# Problem description
Reproduce the section of the listing that begins at the line containing "let y = ARROW_DEPTH - 1 - y;" and finishes at the line containing "for (x, y, pixel)". Include both end lines and nothing beyond them.

*** The input Section Begins ***

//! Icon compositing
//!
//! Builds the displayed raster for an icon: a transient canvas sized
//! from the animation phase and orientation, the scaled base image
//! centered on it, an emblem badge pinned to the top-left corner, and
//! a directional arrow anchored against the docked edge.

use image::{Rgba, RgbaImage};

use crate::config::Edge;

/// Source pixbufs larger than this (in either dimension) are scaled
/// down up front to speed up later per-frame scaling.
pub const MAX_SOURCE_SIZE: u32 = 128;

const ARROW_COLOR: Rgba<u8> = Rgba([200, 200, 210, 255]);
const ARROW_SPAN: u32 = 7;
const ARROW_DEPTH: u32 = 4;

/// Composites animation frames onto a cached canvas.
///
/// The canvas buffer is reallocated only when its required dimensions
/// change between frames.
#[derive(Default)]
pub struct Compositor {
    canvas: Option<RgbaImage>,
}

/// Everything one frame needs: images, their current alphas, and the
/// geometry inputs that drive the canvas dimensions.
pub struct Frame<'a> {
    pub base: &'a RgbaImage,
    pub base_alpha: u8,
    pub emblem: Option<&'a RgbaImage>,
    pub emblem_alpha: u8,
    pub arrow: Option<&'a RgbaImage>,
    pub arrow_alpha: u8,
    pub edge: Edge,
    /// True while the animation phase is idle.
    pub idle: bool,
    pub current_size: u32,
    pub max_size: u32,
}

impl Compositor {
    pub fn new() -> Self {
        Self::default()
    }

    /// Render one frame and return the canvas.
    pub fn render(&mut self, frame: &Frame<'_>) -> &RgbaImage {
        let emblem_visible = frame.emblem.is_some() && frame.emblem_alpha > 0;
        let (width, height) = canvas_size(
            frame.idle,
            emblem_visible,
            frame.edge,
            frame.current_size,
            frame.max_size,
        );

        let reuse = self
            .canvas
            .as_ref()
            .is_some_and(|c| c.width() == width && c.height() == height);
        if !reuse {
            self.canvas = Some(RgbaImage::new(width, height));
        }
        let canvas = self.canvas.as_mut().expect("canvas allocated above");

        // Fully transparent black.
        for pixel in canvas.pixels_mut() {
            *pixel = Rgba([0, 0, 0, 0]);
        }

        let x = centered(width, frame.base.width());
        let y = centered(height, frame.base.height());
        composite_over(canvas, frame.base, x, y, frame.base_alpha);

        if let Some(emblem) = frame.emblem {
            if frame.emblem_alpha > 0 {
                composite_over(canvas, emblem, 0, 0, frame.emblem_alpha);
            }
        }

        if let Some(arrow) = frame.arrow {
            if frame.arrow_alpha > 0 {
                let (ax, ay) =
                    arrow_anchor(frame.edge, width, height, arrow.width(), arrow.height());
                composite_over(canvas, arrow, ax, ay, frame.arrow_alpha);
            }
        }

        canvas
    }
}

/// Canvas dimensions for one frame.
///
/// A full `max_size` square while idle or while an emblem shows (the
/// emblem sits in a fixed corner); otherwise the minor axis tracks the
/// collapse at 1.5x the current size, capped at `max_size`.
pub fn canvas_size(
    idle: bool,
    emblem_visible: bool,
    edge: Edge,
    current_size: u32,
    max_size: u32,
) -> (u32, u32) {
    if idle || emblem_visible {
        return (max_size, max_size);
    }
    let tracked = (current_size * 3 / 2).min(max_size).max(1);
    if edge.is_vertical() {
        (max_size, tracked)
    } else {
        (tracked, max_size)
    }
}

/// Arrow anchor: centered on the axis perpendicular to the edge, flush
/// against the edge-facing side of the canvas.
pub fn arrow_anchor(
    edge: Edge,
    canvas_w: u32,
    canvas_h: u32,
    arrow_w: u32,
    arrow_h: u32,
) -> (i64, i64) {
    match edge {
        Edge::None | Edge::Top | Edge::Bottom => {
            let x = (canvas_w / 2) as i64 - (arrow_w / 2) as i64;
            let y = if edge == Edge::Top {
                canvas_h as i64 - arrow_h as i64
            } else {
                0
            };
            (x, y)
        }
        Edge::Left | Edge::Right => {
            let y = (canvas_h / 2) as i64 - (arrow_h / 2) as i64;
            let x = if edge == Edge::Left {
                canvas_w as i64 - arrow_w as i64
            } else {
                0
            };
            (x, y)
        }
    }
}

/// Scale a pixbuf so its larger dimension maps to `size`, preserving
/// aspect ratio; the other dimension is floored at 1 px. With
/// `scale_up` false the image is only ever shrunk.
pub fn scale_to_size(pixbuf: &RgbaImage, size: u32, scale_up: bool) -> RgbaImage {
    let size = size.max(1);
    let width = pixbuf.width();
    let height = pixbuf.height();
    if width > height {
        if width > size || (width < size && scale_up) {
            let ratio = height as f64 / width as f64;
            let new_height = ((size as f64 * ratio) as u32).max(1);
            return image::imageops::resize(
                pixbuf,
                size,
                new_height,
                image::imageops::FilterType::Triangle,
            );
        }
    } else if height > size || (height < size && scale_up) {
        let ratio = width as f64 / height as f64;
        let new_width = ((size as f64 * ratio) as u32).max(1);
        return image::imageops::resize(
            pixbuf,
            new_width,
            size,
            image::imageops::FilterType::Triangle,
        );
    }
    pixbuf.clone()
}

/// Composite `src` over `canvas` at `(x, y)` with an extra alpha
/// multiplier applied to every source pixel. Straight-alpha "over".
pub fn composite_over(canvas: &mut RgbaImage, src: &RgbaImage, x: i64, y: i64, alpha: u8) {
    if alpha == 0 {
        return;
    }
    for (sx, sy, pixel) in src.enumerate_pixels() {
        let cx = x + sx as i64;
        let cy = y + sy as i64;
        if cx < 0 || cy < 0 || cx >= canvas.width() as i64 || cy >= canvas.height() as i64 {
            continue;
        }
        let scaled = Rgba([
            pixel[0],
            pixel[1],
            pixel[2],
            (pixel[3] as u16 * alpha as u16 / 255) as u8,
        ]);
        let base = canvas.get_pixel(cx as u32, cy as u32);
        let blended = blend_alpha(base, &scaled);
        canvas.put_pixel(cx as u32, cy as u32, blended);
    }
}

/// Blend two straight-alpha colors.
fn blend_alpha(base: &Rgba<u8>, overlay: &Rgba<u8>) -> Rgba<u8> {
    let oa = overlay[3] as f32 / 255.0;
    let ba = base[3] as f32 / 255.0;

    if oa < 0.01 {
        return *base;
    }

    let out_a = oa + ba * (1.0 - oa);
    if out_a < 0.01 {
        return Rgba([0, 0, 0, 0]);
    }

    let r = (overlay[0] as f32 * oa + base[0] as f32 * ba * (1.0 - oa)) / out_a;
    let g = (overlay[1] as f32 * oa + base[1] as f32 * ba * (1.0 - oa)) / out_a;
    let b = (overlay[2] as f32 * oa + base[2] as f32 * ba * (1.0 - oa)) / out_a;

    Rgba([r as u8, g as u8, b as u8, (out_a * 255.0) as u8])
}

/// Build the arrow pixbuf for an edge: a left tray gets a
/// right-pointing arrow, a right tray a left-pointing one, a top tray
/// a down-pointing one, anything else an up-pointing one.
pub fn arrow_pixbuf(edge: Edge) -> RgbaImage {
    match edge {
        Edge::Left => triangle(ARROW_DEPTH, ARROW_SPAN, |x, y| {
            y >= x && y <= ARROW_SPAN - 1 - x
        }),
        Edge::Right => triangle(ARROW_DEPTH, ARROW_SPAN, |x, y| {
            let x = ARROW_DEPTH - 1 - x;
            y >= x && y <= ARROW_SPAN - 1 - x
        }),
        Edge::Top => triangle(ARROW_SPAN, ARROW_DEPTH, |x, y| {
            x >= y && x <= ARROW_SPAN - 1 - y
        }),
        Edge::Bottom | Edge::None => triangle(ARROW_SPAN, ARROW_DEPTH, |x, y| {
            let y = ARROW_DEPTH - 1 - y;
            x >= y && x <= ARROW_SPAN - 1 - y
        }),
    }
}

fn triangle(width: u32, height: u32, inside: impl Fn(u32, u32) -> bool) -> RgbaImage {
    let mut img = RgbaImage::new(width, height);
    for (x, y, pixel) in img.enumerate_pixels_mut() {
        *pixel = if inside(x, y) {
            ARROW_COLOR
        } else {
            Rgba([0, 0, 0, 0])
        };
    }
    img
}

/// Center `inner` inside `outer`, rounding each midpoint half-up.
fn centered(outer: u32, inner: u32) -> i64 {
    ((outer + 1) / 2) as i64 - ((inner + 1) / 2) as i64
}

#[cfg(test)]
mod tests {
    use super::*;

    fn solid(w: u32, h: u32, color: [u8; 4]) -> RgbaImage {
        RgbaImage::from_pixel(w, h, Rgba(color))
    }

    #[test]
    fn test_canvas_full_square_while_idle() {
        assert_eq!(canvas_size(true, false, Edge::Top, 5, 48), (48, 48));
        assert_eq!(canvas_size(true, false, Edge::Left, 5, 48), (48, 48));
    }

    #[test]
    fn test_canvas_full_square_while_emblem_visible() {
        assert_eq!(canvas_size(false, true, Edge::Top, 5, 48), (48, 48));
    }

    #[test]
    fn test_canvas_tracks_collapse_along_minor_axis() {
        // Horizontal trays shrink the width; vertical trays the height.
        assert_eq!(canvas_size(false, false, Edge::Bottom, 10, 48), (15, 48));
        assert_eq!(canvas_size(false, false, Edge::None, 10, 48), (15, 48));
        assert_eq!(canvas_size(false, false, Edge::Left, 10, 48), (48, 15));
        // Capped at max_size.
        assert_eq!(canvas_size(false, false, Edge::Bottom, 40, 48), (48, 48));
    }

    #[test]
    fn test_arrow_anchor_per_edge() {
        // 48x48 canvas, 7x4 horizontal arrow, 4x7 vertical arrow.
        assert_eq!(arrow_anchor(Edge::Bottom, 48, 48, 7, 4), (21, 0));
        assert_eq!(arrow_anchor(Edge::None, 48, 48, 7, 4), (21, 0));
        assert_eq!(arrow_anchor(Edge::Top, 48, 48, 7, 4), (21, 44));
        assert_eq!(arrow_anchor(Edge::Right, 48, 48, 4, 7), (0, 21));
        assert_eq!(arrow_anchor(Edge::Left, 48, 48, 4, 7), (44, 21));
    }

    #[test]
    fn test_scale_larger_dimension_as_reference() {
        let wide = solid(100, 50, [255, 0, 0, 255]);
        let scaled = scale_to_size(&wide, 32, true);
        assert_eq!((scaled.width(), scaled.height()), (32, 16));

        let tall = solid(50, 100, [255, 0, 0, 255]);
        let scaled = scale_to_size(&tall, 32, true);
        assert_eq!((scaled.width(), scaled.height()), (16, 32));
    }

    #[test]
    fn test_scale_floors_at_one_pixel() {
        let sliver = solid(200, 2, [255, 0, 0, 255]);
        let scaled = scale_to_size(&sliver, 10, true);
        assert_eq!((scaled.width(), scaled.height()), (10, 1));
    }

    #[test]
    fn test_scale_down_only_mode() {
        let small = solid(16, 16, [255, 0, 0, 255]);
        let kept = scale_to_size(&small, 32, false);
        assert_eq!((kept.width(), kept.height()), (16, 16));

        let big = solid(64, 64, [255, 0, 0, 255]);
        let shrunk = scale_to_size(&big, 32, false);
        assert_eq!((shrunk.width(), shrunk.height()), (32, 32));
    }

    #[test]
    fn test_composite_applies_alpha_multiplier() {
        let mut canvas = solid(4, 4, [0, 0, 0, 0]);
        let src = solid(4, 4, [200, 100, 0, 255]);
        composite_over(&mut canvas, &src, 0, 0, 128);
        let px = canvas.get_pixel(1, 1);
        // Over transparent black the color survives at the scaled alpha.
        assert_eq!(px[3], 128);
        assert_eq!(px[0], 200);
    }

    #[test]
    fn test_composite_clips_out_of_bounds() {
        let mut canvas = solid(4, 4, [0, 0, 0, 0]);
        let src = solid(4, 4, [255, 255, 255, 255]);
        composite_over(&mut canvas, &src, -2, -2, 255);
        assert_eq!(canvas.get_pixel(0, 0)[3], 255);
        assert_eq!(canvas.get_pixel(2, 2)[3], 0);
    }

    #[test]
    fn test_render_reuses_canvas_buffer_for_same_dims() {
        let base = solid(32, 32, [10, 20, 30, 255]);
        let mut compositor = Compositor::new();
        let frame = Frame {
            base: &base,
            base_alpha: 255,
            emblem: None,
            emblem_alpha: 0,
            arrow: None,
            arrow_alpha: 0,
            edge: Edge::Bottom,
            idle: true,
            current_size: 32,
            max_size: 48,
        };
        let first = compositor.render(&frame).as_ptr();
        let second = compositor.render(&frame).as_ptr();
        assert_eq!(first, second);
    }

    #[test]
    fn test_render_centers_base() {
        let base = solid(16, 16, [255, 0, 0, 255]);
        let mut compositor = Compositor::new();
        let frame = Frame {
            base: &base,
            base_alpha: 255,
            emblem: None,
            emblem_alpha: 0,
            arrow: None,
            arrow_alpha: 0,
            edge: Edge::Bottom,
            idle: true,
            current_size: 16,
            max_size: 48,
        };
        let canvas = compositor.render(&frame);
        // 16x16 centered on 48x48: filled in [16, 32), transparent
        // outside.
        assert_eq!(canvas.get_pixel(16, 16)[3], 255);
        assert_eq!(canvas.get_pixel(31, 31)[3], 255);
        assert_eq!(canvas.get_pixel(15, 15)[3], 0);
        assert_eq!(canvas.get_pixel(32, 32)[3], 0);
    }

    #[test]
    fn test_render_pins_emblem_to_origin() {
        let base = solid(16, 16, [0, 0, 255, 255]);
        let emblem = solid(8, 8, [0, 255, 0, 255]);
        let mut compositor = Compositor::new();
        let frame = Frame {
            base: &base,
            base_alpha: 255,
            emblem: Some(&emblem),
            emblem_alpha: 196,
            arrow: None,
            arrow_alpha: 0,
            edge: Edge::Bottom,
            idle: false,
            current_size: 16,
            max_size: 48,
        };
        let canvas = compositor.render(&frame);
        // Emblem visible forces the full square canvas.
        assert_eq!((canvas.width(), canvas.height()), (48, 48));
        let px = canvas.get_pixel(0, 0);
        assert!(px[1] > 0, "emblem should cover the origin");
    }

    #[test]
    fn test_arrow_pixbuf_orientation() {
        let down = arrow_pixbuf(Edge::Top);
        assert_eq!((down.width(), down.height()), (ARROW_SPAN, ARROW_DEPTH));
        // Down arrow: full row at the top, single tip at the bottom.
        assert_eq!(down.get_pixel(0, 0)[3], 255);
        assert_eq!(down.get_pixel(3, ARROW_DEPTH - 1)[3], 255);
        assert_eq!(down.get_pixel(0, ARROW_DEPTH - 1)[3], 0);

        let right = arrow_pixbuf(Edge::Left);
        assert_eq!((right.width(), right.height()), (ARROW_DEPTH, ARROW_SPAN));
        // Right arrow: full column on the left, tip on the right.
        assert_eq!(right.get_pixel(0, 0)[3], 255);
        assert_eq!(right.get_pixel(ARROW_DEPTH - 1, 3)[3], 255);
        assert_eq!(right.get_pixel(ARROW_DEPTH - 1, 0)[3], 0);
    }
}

*** The input Section Ends ***

# Exercise result
            let y = ARROW_DEPTH - 1 - y;
            x >= y && x <= ARROW_SPAN - 1 - y
        }),
    }
}

fn triangle(width: u32, height: u32, inside: impl Fn(u32, u32) -> bool) -> RgbaImage {
    let mut img = RgbaImage::new(width, height);
    for (x, y, pixel) in img.enumerate_pixels_mut() {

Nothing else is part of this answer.